The Amsterdam Light Festival has come a long way. The first festival in 2012/13 was a very different experience, a very Walt Disney Coca-Cola affair, more of a fun fair than an art experience, very much a Christmas orientated occasion. This winter, celebrating its eleventh edition and entitled Imagine Beyond, the Festival is now a major international art event inviting kinetic artists from all over the world. And the results are really spectacular.

The works of these twenty artists (individuals, duos and collectives) will illuminate Amsterdam’s canals for fifty-three days, from 1st December onward. Their light installations are set in and around the city’s Centre-East and can be seen by boat or on foot. I took the tour by boat and although it’s nice to be sharing the water with the sculptures and to have views that are up close and personal, I think I would have preferred to linger a while at many of them for a closer, longer look. From the boat your view is often restricted as it cruises past, albeit quite slowly. So, when I go back I will go by foot or by bike. Some of the art works go through a sequence of movements so you really need to be able to stand there and watch.

All the pieces are really remarkable and all of them benefit from their location and the shimmering waters in which they stand. Some are huge like Peter Vink’s illuminated Brug 242 on the Amstel which echoes the movement of the bridge rising and lowering. Edwin Baruch’s huge Light Gate arch, through which boats can sail near the station, is another of the larger pieces while other smaller ones are more intimate. The line of grass or reeds swaying in front of the Theater Carré is particularly impressive as are other smaller ones, like the three giant floating light bulbs or the row of flower-like objects which is like a giant window box of tulips.

But the biggest, and for me the most outstanding, is the Inversion Waterfall by UxU Studio which runs up the side of the Nemo Science Museum, situated between the Oosterdokseiland and the Kattenburg. This spectacular installation involves hundreds of small lights cascading down the side of the building and splashing into the water below – except in this waterfall the water/light is going upwards.

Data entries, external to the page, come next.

#[cfg(test)]
mod tests {
    use super::*;
    use crate::testing::*;
    use rust_decimal::Decimal;
    use serde_json::json;

    fn tester() -> ProviderTester<HwProvider> {
        ProviderTester::new(HwProvider::new())
    }

    #[test]
    fn test_metadata_advertises_destroy_plans() {
        let metadata = HwProvider::new().metadata();
        assert!(metadata.capabilities.plan_destroy);
        assert_eq!(metadata.resources.len(), ResourceType::ALL.len());
        assert_eq!(metadata.data_sources[2], "hw_menu");
    }

    #[tokio::test]
    async fn test_schema_registers_everything() {
        let tester = tester();
        assert_eq!(tester.resource_types().len(), 16);
        assert_eq!(
            tester.data_source_types(),
            ["hw_condiments", "hw_deli_meats", "hw_menu", "hw_order"]
        );
        assert!(tester.schema().provider.block.attributes.contains_key("upcharge"));
    }

    #[tokio::test]
    async fn test_default_config_before_configure() {
        let tester = tester();
        let state = tester
            .lifecycle_create("hw_chips", json!({"size": "medium"}))
            .await
            .unwrap();
        assert_eq!(state["price"], "1.50");
    }

    #[tokio::test]
    async fn test_configure_upcharge() {
        let tester = tester();
        tester.configure(json!({"upcharge": 0.25})).await.unwrap();
        assert_eq!(tester.provider().config().await.upcharge, Decimal::new(25, 2));

        let state = tester
            .lifecycle_create("hw_tables", json!({"style": "premium", "quantity": 25}))
            .await
            .unwrap();
        assert_eq!(state["cost"], "1250.25");
    }

    #[tokio::test]
    async fn test_configure_rejects_overflowing_upcharge() {
        let tester = tester();
        let block: Value = serde_json::from_str(r#"{"upcharge": 5e28}"#).unwrap();
        assert!(tester.configure(block).await.is_err());

        let order = tester.read_data_source("hw_order", json!({})).await.unwrap();
        assert_eq!(order["total"], "19.75");
    }

    #[tokio::test]
    async fn test_configure_keeps_upcharge_digits() {
        let tester = tester();
        let block: Value = serde_json::from_str(r#"{"upcharge": 12.345678901234567891}"#).unwrap();
        tester.configure(block).await.unwrap();
        assert_eq!(
            tester.provider().config().await.upcharge.to_string(),
            "12.345678901234567891"
        );
    }

    #[tokio::test]
    async fn test_configure_rejects_negative_upcharge() {
        let tester = tester();
        let err = tester.configure(json!({"upcharge": -1})).await.unwrap_err();
        match err {
            TestError::Diagnostics(diagnostics) => {
                assert_error_contains(&diagnostics, "Invalid provider configuration");
                assert_eq!(diagnostics[0].attribute, Some("upcharge".to_string()));
            },
            other => panic!("unexpected error: {}", other),
        }
        assert_eq!(tester.provider().config().await.upcharge, Decimal::ZERO);
    }

    #[tokio::test]
    async fn test_validate_provider_config() {
        let tester = tester();
        assert!(tester.validate_provider_config(json!({})).await.is_ok());
        assert!(tester
            .validate_provider_config(json!({"upcharge": true}))
            .await
            .is_err());
    }

    #[tokio::test]
    async fn test_plan_create() {
        let plan = tester()
            .plan_create("hw_bread", json!({"kind": "rye"}))
            .await
            .unwrap();
        assert_plan_creates(&plan);
        assert_plan_changes_attribute(&plan, "id");
        assert_eq!(plan.planned_state["id"], "bread-rye-3");
    }

    #[tokio::test]
    async fn test_plan_replaces_on_discriminator_change() {
        let tester = tester();
        let prior = tester
            .lifecycle_create("hw_drink", json!({"kind": "soda", "ice": [{"some": true}]}))
            .await
            .unwrap();

        let mut proposed = prior.clone();
        proposed["kind"] = json!("lemonade");
        let plan = tester.plan_update("hw_drink", prior, proposed).await.unwrap();

        assert_plan_replaces(&plan);
        assert_plan_changes_attribute(&plan, "kind");
        assert_plan_changes_attribute(&plan, "price");
        assert_eq!(plan.planned_state["id"], "drink-lemonade-8");
    }

    #[tokio::test]
    async fn test_plan_updates_in_place() {
        let tester = tester();
        let prior = tester
            .lifecycle_create("hw_napkins", json!({"style": "paper", "quantity": 100}))
            .await
            .unwrap();

        let mut proposed = prior.clone();
        proposed["quantity"] = json!(200);
        let plan = tester.plan_update("hw_napkins", prior, proposed).await.unwrap();

        assert_plan_updates_in_place(&plan);
        assert_plan_changes_attribute(&plan, "price");
        assert_plan_does_not_change_attribute(&plan, "id");
    }

    #[tokio::test]
    async fn test_plan_no_changes_on_reread() {
        let tester = tester();
        let state = tester
            .lifecycle_create("hw_cook", json!({"name": "Sam", "experience": "master"}))
            .await
            .unwrap();
        let plan = tester
            .plan_update("hw_cook", state.clone(), state)
            .await
            .unwrap();
        assert_plan_no_changes(&plan);
    }

    #[tokio::test]
    async fn test_plan_delete() {
        let tester = tester();
        let state = tester
            .lifecycle_create("hw_bread", json!({"kind": "rye"}))
            .await
            .unwrap();
        let plan = tester.plan_delete("hw_bread", state).await.unwrap();
        assert_plan_changes_attribute(&plan, "id");
        assert!(plan.planned_state.is_null());
    }

    #[tokio::test]
    async fn test_plan_rejects_invalid_ice() {
        let err = tester()
            .plan_create("hw_drink", json!({"kind": "soda", "ice": [{"lots": true, "max": true}]}))
            .await
            .unwrap_err();
        assert!(matches!(err, ProviderError::Validation(_)));
    }

    #[tokio::test]
    async fn test_crud_lifecycle() {
        let tester = tester();
        tester.configure(json!({"upcharge": 1})).await.unwrap();

        let state = tester
            .lifecycle_crud(
                "hw_chairs",
                json!({"style": "basic", "quantity": 10}),
                json!({"style": "basic", "quantity": 20}),
            )
            .await
            .unwrap();
        assert_eq!(state["cost"], "201.00");
        assert_eq!(state["id"], "chairs-basic-5");
    }

    #[tokio::test]
    async fn test_unknown_resource_type() {
        let err = tester().read("hw_toaster", json!({})).await.unwrap_err();
        assert!(matches!(err, ProviderError::UnknownResource(_)));
    }

    #[tokio::test]
    async fn test_validate_resource_config() {
        let tester = tester();
        assert!(tester
            .validate_resource_config("hw_crackers", json!({"kind": "oyster", "quantity": 3}))
            .await
            .is_ok());
        assert!(tester
            .validate_resource_config("hw_crackers", json!({"kind": "oyster"}))
            .await
            .is_err());
    }

    #[tokio::test]
    async fn test_import_then_read() {
        let tester = tester();
        let imported = tester.import_resource("hw_oven", "oven-conveyor-8").await.unwrap();
        assert_eq!(imported.len(), 1);
        assert_eq!(imported[0].resource_type, "hw_oven");

        let state = tester
            .read("hw_oven", imported[0].state.clone())
            .await
            .unwrap();
        assert_eq!(state["capacity"], 80);
        assert_eq!(state["cost"], "6000.00");
    }

    #[tokio::test]
    async fn test_import_composite_unsupported() {
        let err = tester()
            .import_resource("hw_bag", "bread-rye-3meat-ham-3drink-soda-4")
            .await
            .unwrap_err();
        assert!(matches!(err, ProviderError::Unimplemented(_)));
    }

    #[tokio::test]
    async fn test_upgrade_resource_state() {
        let tester = tester();
        let state = json!({"kind": "rye", "id": "bread-rye-3"});
        assert_eq!(
            tester
                .upgrade_resource_state("hw_bread", 0, state.clone())
                .await
                .unwrap(),
            state
        );
        assert!(tester.upgrade_resource_state("hw_bread", 3, state).await.is_err());
    }

    #[tokio::test]
    async fn test_store_from_created_parts() {
        let tester = tester();
        let oven = tester
            .lifecycle_create("hw_oven", json!({"kind": "electric"}))
            .await
            .unwrap();
        let fridge = tester
            .lifecycle_create("hw_fridge", json!({"size": "small"}))
            .await
            .unwrap();
        let tables = tester
            .lifecycle_create("hw_tables", json!({"style": "basic", "quantity": 4}))
            .await
            .unwrap();
        let chairs = tester
            .lifecycle_create("hw_chairs", json!({"style": "basic", "quantity": 16}))
            .await
            .unwrap();
        let cook = tester
            .lifecycle_create("hw_cook", json!({"name": "Lee", "experience": "intermediate"}))
            .await
            .unwrap();

        let store = tester
            .lifecycle_create(
                "hw_store",
                json!({
                    "name": "main",
                    "oven_id": oven["id"],
                    "fridge_id": fridge["id"],
                    "tables_id": tables["id"],
                    "chairs_id": chairs["id"],
                    "cook_ids": [cook["id"]]
                }),
            )
            .await
            .unwrap();

        // 1800 + 800 + 20 + 10 + 20
        assert_eq!(store["cost"], "2650.00");
        assert_eq!(store["customers_per_hour"], 15);
        assert_eq!(store["id"], "store-main-4");
    }

    #[tokio::test]
    async fn test_read_data_sources() {
        let tester = tester();
        tester.configure(json!({"upcharge": 0.5})).await.unwrap();

        let order = tester.read_data_source("hw_order", json!({})).await.unwrap();
        assert_eq!(order["total"], "22.25");

        let err = tester
            .read_data_source("hw_order", json!({"customer": 1}))
            .await
            .unwrap_err();
        assert!(matches!(err, ProviderError::Validation(_)));

        assert!(tester
            .validate_data_source_config("hw_menu", json!({}))
            .await
            .is_ok());
        assert!(tester.read_data_source("hw_specials", json!({})).await.is_err());
    }
}
/// Route one request to the provider.
#[instrument(skip_all, fields(method = request.method()))]
pub async fn handle_request<P: ProviderService>(provider: &P, request: Request) -> Response {
    let response = match request {
        Request::GetMetadata => Response::from_result(Ok(provider.metadata())),
        Request::GetSchema => Response::from_result(Ok(provider.schema())),
        Request::ValidateProviderConfig { config } => {
            Response::from_diagnostics(provider.validate_provider_config(config).await)
        },
        Request::Configure { config } => {
            Response::from_diagnostics(provider.configure(config).await)
        },
        Request::Stop => Response::from_result(provider.stop().await),
        Request::ValidateResourceConfig { type_name, config } => Response::from_diagnostics(
            provider.validate_resource_config(&type_name, config).await,
        ),
        Request::UpgradeResourceState {
            type_name,
            version,
            state,
        } => Response::from_result(
            provider
                .upgrade_resource_state(&type_name, version, state)
                .await,
        ),
        Request::Plan {
            type_name,
            prior_state,
            proposed_state,
            config,
        } => Response::from_result(
            provider
                .plan(&type_name, prior_state, proposed_state, config)
                .await,
        ),
        Request::Create {
            type_name,
            planned_state,
        } => Response::from_result(provider.create(&type_name, planned_state).await),
        Request::Read {
            type_name,
            current_state,
        } => Response::from_result(provider.read(&type_name, current_state).await),
        Request::Update {
            type_name,
            prior_state,
            planned_state,
        } => Response::from_result(
            provider
                .update(&type_name, prior_state, planned_state)
                .await,
        ),
        Request::Delete {
            type_name,
            current_state,
        } => Response::from_result(provider.delete(&type_name, current_state).await),
        Request::ImportResourceState { type_name, id } => {
            Response::from_result(provider.import_resource(&type_name, &id).await)
        },
        Request::ValidateDataSourceConfig { type_name, config } => Response::from_diagnostics(
            provider
                .validate_data_source_config(&type_name, config)
                .await,
        ),
        Request::ReadDataSource { type_name, config } => {
            Response::from_result(provider.read_data_source(&type_name, config).await)
        },
    };

    if response.has_errors() {
        warn!(diagnostics = response.diagnostics.len(), "Request completed with errors");
    } else {
        debug!("Request completed");
    }
    response
}

/// Options for serving the provider.
#[derive(Debug, Clone)]
pub struct ServeOptions {
    /// How long the provider's `stop()` may take once the loop ends.
    /// Default: 30 seconds.
    pub shutdown_timeout: Duration,
}

impl Default for ServeOptions {
    fn default() -> Self {
        Self {
            shutdown_timeout: Duration::from_secs(30),
        }
    }
}

impl ServeOptions {
    /// Create new serve options with default values.
    pub fn new() -> Self {
        Self::default()
    }

    /// Set the shutdown timeout.
    pub fn with_shutdown_timeout(mut self, timeout: Duration) -> Self {
        self.shutdown_timeout = timeout;
        self
    }
}

/// Wait for a shutdown signal (SIGTERM or SIGINT, CTRL+C on Windows).
///
/// If the handlers cannot be installed this never resolves, and the loop
/// ends on EOF or `stop` instead.
async fn wait_for_shutdown_signal() {
    #[cfg(unix)]
    {
        use tokio::signal::unix::{signal, SignalKind};

        match (
            signal(SignalKind::terminate()),
            signal(SignalKind::interrupt()),
        ) {
            (Ok(mut sigterm), Ok(mut sigint)) => {
                tokio::select! {
                    _ = sigterm.recv() => info!("Received SIGTERM, shutting down"),
                    _ = sigint.recv() => info!("Received SIGINT, shutting down"),
                }
            },
            (Err(e), _) | (_, Err(e)) => {
                warn!(error = %e, "Failed to install signal handlers");
                std::future::pending::<()>().await;
            },
        }
    }

    #[cfg(not(unix))]
    {
        if let Err(e) = tokio::signal::ctrl_c().await {
            warn!(error = %e, "Failed to install CTRL+C handler");
            std::future::pending::<()>().await;
        }
        info!("Received CTRL+C, shutting down");
    }
}

/// Serve a provider over stdin/stdout until the host is done with it.
///
/// For custom configuration, use [`serve_with_options`].
pub async fn serve<P: ProviderService>(provider: P) -> Result<(), ProviderError> {
    serve_with_options(provider, ServeOptions::default()).await
}

/// Serve a provider over stdin/stdout with custom options.
pub async fn serve_with_options<P: ProviderService>(
    provider: P,
    options: ServeOptions,
) -> Result<(), ProviderError> {
    serve_io(
        provider,
        tokio::io::stdin(),
        tokio::io::stdout(),
        options,
        wait_for_shutdown_signal(),
    )
    .await
}

/// Serve a provider over any byte stream pair.
///
/// Writes the handshake, then answers requests until `reader` hits EOF, a
/// `stop` request arrives or `shutdown` resolves. Malformed lines, including
/// ones that are not UTF-8, are answered with an error diagnostic and the loop continues.
pub async fn serve_io<P, R, W, S>(
    provider: P,
    reader: R,
    mut writer: W,
    options: ServeOptions,
    shutdown: S,
) -> Result<(), ProviderError>
where
    P: ProviderService,
    R: AsyncRead + Unpin,
    W: AsyncWrite + Unpin,
    S: Future<Output = ()>,
{
    let handshake = format!("{}|{}|stdio\n", HANDSHAKE_PREFIX, PROTOCOL_VERSION);
    writer.write_all(handshake.as_bytes()).await?;
    writer.flush().await?;
    info!(protocol = PROTOCOL_VERSION, "Provider serving on stdio");

    let mut lines = LinesStream::new(BufReader::new(reader).lines());
    tokio::pin!(shutdown);

    let mut stopped = false;
    loop {
        let line = tokio::select! {
            biased;
            _ = &mut shutdown => break,
            line = lines.next() => line,
        };
        let decoded = match line {
            Some(Ok(line)) if line.trim().is_empty() => continue,
            Some(Ok(line)) => serde_json::from_str::<Request>(&line).map_err(|e| e.to_string()),
            // The reader has already skipped past the offending line.
            Some(Err(e)) if e.kind() == io::ErrorKind::InvalidData => Err(e.to_string()),
            Some(Err(e)) => return Err(e.into()),
            None => {
                debug!("Host closed the request stream");
                break;
            },
        };

        let response = match decoded {
            Ok(request) => {
                stopped = matches!(request, Request::Stop);
                handle_request(&provider, request).await
            },
            Err(e) => {
                warn!(error = %e, "Malformed request");
                Response::error(ProviderError::InvalidRequest(e))
            },
        };

        let mut encoded = serde_json::to_string(&response)?;
        encoded.push('\n');
        writer.write_all(encoded.as_bytes()).await?;
        writer.flush().await?;

        if stopped {
            break;
        }
    }

    if !stopped {
        debug!("Calling provider stop()");
        match tokio::time::timeout(options.shutdown_timeout, provider.stop()).await {
            Ok(Ok(())) => {},
            Ok(Err(e)) => warn!(error = %e, "Provider stop() returned error"),
            Err(_) => error!(
                timeout = ?options.shutdown_timeout,
                "Provider stop() exceeded the shutdown timeout"
            ),
        }
    }

    info!("Provider shutdown complete");
    Ok(())
}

Although all these pieces are essentially illuminations, dependent on light, an effort has been made to make them attractive and worth seeing even during the hours of daylight.  Michael Hasted   5th December 2022

Photo by and © Janus van den Eijnden

Until 22nd January the lights are on daily from 17.00 until 23.00 and you can enjoy the special light sculptures on foot or from a boat. On New Year’s Eve the lights will be switched off at 20.00.